Questioning the presence of G-d led to my girlfriend's asking me how David and I coped after the loss of his son.  I told her that I tried to help him by being a supportive wife, and other loved ones came to his side as well.  She asked how I handled my grief.  My response was that I too leaned on friends and family and tried to approach life one day at a time, all the while talking myself through a most devastating situation...what else could I do? 

I was surprised by her response.  She said, if I interpreted her words correctly, that she does not view G-d as responsible for any one outcome; rather, life happens, and G-d is there to pick up the pieces by helping us to cope.  So, when Matthew was sick and then when he passed, I could've reached out to G-d to help me/us.  She believes that the relationship we develop with G-d through prayer has the potential to fortify us exponentially during the most challenging of times, if we are open to it.

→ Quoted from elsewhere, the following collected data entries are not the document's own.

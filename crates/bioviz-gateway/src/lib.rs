//! Authorization gateway ("Logic Lock") for the BioViz copilot.
//!
//! Sits between free-form model output and real side effects: classifies each
//! requested capability call, runs the safe ones, defers the risky ones as
//! proposals awaiting user confirmation, and refuses everything it does not
//! recognize.

pub mod adapter;
pub mod confirmation;
pub mod dispatcher;
pub mod engine;
pub mod error;
pub mod gateway;
pub mod proposal;
pub mod registry;
pub mod types;

pub use adapter::ModelReply;
pub use confirmation::ConfirmationFlow;
pub use dispatcher::Dispatcher;
pub use engine::DecisionEngine;
pub use error::{DispatchError, HandlerError, RegistryError};
pub use gateway::Gateway;
pub use proposal::{ExpirySweeper, Proposal, ProposalStore};
pub use registry::{CapabilityHandler, CapabilityRegistry};
pub use types::{ActionRequest, AmbientContext, CapabilityDescriptor, Decision, RiskLevel};
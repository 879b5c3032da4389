use thiserror::Error;

/// Top-level error type for the BioViz backend.
///
/// Each variant wraps a subsystem-specific message. Subsystem crates define
/// their own error types and convert into `BiovizError` at crate boundaries
/// so that the `?` operator works seamlessly across the workspace.
#[derive(Debug, Error)]
#[non_exhaustive]
pub enum BiovizError {
    #[error("Configuration error: {0}")]
    Config(String),

    #[error("Gateway error: {0}")]
    Gateway(String),

    #[error("Pathway error: {0}")]
    Pathway(String),

    #[error("Enrichment error: {0}")]
    Enrichment(String),

    #[error("Export error: {0}")]
    Export(String),

    #[error("I/O error: {0}")]
    Io(#[from] std::io::Error),

    #[error("Serialization error: {0}")]
    Serialization(String),
}

impl From<toml::de::Error> for BiovizError {
    fn from(err: toml::de::Error) -> Self {
        BiovizError::Config(err.to_string())
    }
}

impl From<toml::ser::Error> for BiovizError {
    fn from(err: toml::ser::Error) -> Self {
        BiovizError::Config(err.to_string())
    }
}

impl From<serde_json::Error> for BiovizError {
    fn from(err: serde_json::Error) -> Self {
        BiovizError::Serialization(err.to_string())
    }
}

/// A specialized `Result` type for BioViz operations.
pub type Result<T> = std::result::Result<T, BiovizError>;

This view opens a compelling new wave of thinking.  I had always closed off the reputed power of G-d by holding him/her responsible for allowing all the wrongdoing around me to play out when in fact I could've been giving too much authority to this entity.  Perhaps this enormous expectation was erroneous and, therefore, completely misguided.  It may seem inconsequential either way - my being agnostic or not - but I see now that I could be missing out on that extra comfort and strength my friend has relied on all her life, which helps her to sleep at night...perhaps I may have slept much better all those times I didn't...and this support, she believes, has helped to mold her into the person she has become. 

But still, I asked, why pray if we don't KNOW to whom we are praying, or whether there is someone or something to hear us and to actually do anything for us at all?  What is the point, other than carrying out the traditions of one religion or another, never knowing FOR SURE what is on the other end? 

But still, she responded, why NOT pray?  Even if prayer simply makes us feel better, without necessarily being communicated to a higher being who can assist us, why wouldn't we do that?

While my friend knows that some - including Yours Truly - may never believe in G-d or the potential of prayer, she is a believer with her whole heart and soul, and for that alone I may, in fact, have to reconsider.